> Instructions for the task
Search the data below for the word "path" and report how many lines contain it. Nothing but the number is needed.

> Dataset
::::

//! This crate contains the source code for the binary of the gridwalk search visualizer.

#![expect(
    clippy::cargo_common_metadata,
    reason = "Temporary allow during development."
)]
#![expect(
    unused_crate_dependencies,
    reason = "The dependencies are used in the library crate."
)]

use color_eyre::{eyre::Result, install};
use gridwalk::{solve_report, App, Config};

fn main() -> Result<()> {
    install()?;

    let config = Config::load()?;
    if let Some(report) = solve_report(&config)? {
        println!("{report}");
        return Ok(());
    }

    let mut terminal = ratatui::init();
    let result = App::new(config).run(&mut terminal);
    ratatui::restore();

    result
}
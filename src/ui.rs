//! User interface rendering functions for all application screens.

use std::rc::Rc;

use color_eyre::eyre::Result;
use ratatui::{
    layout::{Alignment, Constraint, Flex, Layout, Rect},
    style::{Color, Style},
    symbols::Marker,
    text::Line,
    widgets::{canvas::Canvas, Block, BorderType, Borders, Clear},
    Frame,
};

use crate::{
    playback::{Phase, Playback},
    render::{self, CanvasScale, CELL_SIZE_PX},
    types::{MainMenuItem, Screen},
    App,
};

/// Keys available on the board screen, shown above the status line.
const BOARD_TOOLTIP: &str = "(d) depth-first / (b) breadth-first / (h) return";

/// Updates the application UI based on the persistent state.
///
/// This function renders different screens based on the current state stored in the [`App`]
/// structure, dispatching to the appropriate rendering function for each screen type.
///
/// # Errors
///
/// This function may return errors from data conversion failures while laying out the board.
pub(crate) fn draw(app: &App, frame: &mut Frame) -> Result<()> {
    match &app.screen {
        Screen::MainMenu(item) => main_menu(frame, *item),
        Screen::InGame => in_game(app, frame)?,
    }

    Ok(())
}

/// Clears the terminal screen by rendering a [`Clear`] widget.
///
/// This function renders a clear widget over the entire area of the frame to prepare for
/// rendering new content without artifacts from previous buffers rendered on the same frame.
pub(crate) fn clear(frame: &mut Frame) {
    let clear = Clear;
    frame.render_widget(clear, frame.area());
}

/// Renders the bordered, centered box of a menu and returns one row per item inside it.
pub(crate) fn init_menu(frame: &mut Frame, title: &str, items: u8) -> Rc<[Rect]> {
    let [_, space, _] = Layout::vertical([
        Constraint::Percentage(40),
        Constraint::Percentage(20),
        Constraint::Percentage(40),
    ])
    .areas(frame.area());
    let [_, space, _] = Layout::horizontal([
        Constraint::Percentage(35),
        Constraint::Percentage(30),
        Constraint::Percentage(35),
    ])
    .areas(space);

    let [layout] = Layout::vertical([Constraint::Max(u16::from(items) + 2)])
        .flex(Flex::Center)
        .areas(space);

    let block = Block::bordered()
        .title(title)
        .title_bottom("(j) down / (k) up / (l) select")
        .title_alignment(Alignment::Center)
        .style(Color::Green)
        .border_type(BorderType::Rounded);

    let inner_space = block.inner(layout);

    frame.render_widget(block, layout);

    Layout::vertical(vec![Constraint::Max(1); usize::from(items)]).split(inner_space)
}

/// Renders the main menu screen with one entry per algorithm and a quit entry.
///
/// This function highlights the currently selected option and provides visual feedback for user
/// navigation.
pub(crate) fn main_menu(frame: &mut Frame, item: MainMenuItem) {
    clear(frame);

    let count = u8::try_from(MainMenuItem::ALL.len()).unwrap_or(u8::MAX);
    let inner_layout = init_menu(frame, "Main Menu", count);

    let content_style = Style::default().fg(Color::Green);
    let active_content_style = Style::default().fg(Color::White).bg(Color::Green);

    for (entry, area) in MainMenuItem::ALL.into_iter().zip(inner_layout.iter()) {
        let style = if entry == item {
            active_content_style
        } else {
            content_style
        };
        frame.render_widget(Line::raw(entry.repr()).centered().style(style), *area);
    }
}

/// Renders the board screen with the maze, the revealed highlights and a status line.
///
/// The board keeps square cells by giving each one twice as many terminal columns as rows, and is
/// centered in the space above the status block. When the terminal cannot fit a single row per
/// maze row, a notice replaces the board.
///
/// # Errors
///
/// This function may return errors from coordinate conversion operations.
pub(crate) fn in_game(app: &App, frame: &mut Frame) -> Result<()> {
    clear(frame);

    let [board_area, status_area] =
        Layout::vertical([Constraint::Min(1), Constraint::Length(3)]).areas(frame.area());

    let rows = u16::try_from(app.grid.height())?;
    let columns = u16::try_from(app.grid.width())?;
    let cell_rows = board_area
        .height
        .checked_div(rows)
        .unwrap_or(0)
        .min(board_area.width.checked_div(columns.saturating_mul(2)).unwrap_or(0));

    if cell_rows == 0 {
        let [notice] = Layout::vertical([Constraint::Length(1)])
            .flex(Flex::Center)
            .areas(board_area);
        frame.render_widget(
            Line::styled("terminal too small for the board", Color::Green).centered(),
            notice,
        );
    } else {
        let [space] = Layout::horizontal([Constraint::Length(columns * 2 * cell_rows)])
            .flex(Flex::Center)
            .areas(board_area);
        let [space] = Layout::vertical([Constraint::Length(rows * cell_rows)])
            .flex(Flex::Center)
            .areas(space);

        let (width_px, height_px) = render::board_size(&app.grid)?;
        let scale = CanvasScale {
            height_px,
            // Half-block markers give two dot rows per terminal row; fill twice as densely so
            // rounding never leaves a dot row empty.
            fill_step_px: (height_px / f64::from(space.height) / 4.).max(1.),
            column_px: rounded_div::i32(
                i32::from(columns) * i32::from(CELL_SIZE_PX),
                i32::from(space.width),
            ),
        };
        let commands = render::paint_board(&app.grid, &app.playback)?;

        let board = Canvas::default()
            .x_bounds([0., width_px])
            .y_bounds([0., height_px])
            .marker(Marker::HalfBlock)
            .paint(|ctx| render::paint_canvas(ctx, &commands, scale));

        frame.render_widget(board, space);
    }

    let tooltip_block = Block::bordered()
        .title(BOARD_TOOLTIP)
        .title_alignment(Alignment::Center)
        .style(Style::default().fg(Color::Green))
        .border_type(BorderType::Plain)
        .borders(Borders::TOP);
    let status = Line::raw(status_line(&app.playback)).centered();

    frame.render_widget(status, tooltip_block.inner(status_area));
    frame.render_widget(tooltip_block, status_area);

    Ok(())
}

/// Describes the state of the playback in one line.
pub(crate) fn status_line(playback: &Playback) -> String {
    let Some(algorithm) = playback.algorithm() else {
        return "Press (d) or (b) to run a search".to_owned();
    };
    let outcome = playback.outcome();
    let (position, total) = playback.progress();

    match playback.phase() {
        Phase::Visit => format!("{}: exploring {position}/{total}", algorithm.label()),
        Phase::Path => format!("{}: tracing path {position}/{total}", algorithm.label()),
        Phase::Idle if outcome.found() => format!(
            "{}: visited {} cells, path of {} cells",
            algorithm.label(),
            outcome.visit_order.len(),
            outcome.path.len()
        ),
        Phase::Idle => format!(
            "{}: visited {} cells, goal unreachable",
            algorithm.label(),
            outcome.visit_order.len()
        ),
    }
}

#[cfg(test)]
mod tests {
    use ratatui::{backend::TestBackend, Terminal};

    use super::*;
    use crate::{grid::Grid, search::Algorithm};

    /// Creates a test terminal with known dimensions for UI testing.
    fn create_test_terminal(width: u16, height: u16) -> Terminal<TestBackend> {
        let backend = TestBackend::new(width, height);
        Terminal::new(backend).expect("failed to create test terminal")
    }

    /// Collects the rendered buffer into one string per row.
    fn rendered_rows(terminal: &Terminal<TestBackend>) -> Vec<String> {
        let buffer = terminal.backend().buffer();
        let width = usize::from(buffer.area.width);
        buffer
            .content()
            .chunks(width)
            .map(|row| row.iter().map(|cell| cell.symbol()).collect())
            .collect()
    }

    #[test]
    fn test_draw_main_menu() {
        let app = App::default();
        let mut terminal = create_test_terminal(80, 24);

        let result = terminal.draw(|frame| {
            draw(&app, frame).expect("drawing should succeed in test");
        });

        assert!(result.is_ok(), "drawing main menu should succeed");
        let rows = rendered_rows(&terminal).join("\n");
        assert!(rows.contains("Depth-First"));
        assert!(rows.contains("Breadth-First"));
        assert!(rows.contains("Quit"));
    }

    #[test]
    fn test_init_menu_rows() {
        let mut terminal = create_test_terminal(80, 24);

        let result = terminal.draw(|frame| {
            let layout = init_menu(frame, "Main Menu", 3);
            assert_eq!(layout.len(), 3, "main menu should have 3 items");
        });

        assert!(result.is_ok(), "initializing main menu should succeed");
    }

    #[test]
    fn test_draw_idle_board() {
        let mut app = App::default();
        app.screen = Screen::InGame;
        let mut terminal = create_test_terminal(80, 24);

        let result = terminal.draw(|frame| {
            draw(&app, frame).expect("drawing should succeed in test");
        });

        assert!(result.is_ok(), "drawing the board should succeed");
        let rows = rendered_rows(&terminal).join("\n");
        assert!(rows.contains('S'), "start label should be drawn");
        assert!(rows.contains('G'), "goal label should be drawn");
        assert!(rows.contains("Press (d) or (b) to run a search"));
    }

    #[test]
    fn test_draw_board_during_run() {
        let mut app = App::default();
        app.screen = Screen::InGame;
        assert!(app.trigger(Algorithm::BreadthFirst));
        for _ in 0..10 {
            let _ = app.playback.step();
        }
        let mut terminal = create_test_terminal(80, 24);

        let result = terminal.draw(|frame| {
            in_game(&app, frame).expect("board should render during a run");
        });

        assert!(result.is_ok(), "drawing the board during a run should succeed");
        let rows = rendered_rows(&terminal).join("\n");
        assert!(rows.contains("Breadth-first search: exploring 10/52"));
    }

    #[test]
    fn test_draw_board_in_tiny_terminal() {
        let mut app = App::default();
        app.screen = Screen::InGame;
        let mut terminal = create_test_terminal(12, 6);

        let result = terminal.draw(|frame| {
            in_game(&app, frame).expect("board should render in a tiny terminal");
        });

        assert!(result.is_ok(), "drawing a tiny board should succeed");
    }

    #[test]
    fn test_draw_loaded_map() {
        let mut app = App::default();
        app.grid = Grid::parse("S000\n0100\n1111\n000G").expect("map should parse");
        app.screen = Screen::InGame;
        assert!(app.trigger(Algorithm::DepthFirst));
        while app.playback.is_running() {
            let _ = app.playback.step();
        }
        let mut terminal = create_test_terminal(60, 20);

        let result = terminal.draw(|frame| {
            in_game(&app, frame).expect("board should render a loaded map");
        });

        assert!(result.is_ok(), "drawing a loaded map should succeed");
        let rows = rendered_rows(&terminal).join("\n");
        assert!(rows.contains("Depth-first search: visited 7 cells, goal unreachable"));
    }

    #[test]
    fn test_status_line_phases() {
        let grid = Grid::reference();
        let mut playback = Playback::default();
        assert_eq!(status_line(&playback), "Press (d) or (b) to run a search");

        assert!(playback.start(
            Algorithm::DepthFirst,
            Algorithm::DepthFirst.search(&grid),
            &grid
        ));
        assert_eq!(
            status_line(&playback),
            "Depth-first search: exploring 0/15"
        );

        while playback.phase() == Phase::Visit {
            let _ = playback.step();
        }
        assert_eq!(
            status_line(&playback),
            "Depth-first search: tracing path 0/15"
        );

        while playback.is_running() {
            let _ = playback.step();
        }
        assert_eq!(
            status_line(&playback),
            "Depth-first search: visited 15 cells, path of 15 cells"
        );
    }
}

::::

> Answer space
5